MASSENET’S ‘GHOST’PARIS, April 20.—What is regarded by the Paris artistic world as the chief musical event of the season, the premiere of “Panurge,” the last work of Massenet, scheduled to be given Tuesday at the municipal Opera House, the Gaieté-Lyrique, has taken on additional interest because of the assertions of singers and stage hands that the stage is haunted at every rehearsal by the ghost of the composer.
SEEN AT REHEARSALS
Singers and Stage Hands of the
Paris Gaiete-Lyrique Swear
They Behold an Apparition.
ACTS AS IF LEADING OPERA
Outsiders Unable to See Anything
on Stage Where Composer’s Last
Work Is Being Made Ready.
Special Cable to The New York Times.
The extraordinary affair has been kept secret for a fortnight, but just leaked out, with the result that the Gaieté has been beseiged by musicians, opera lovers, and friends of Massenet, eager for details of his alleged appearance.
“I first noticed the apparition at the second rehearsal,” said the baritone, M. Marcoux, to The New York Times correspondent. “It appeared at the end of the second act at the right-hand corner of the stage. At first I thought it was a hallucination on my part, but, try as I might, I could not keep my eyes from the figure, which I could see distinctly, clad in the familiar gray frock coat, beat time with its hands and shake its head in approval or disapproval. I said nothing, for fear of being ridiculed, and as the ghost, or whatever it might be, did not appear again that day, I took a dose of bromide to steady my nerves.
“Next day Mlle. Lucy Arbell, who has the principal rôle, clutched my arm suddenly during the duet in the second act and whispered, in a terrified voice, ‘Look! Look!’ There, in the same place, stood the strange figure, going through the motions of conducting an orchestra. I must confess our voices sounded shaky as we continued singing.”
Marcel Simond, General Secretary of the theatre, was another witness of the strange manifestations. He said that at first the women members of the company were tremendously impressed and hysterical and the tenors and basses were nervous as schoolgirls, while the stage hands refused to go near the haunted corner, but in the course of a few days they appeared to accustom themselves to the strange apparition and the work is now going on as usual.

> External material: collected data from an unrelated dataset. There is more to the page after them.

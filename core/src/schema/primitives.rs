//! # Primitive Schemas
//!
//! Inline wire schemas for primitive host types.

use crate::types::PrimitiveType;
use serde_json::json;
use utoipa::openapi::schema::{KnownFormat, Object, ObjectBuilder, Schema, SchemaFormat, Type};

/// Example value attached to unique-identifier schemas.
pub const EMPTY_GUID: &str = "00000000-0000-0000-0000-000000000000";

/// Builds the inline schema for a primitive.
pub fn primitive_schema(primitive: PrimitiveType) -> Schema {
    let object = match primitive {
        PrimitiveType::Boolean => ObjectBuilder::new().schema_type(Type::Boolean).build(),
        PrimitiveType::Byte => formatted(Type::String, KnownFormat::Byte),
        PrimitiveType::SByte
        | PrimitiveType::Int16
        | PrimitiveType::UInt16
        | PrimitiveType::Int32 => formatted(Type::Integer, KnownFormat::Int32),
        PrimitiveType::UInt32 | PrimitiveType::Int64 | PrimitiveType::UInt64 => {
            formatted(Type::Integer, KnownFormat::Int64)
        }
        PrimitiveType::Single => formatted(Type::Number, KnownFormat::Float),
        PrimitiveType::Double | PrimitiveType::Decimal => {
            formatted(Type::Number, KnownFormat::Double)
        }
        PrimitiveType::String | PrimitiveType::TimeSpan => string(),
        PrimitiveType::DateTime | PrimitiveType::DateTimeOffset => {
            formatted(Type::String, KnownFormat::DateTime)
        }
        PrimitiveType::Char => ObjectBuilder::new()
            .schema_type(Type::String)
            .min_length(Some(1))
            .max_length(Some(1))
            .build(),
        PrimitiveType::Guid => {
            let mut guid = ObjectBuilder::new()
                .schema_type(Type::String)
                .format(Some(SchemaFormat::KnownFormat(KnownFormat::Uuid)))
                .min_length(Some(EMPTY_GUID.len()))
                .max_length(Some(EMPTY_GUID.len()))
                .build();
            guid.examples = vec![json!(EMPTY_GUID)];
            guid
        }
    };
    Schema::Object(object)
}

/// Plain `type: string` schema, also used as the opaque fallback for unresolved types.
pub fn opaque_string_schema() -> Schema {
    Schema::Object(string())
}

fn string() -> Object {
    ObjectBuilder::new().schema_type(Type::String).build()
}

fn formatted(schema_type: Type, format: KnownFormat) -> Object {
    ObjectBuilder::new()
        .schema_type(schema_type)
        .format(Some(SchemaFormat::KnownFormat(format)))
        .build()
}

The correspondent of the New York Times spent this afternoon on the stage of the theatre, but, although M. Marcoux and others pointed to an alleged spectre, the correspondent was unable to see the slightest trace of it.
This is great. Did Bernard Holland write it?
They just don’t market opera the way they used to. And where CAN I get a dose of bromide these days?
This actually sounds like Massenet’s sense of humor. According to the compulsively readable “Massenet” by James Harding: he used to come into the offices of the Paris Opera, see all the young composers waiting to see … well, anyone, and loudly commiserate with their sufferings … all the while pocketing the week’s takings.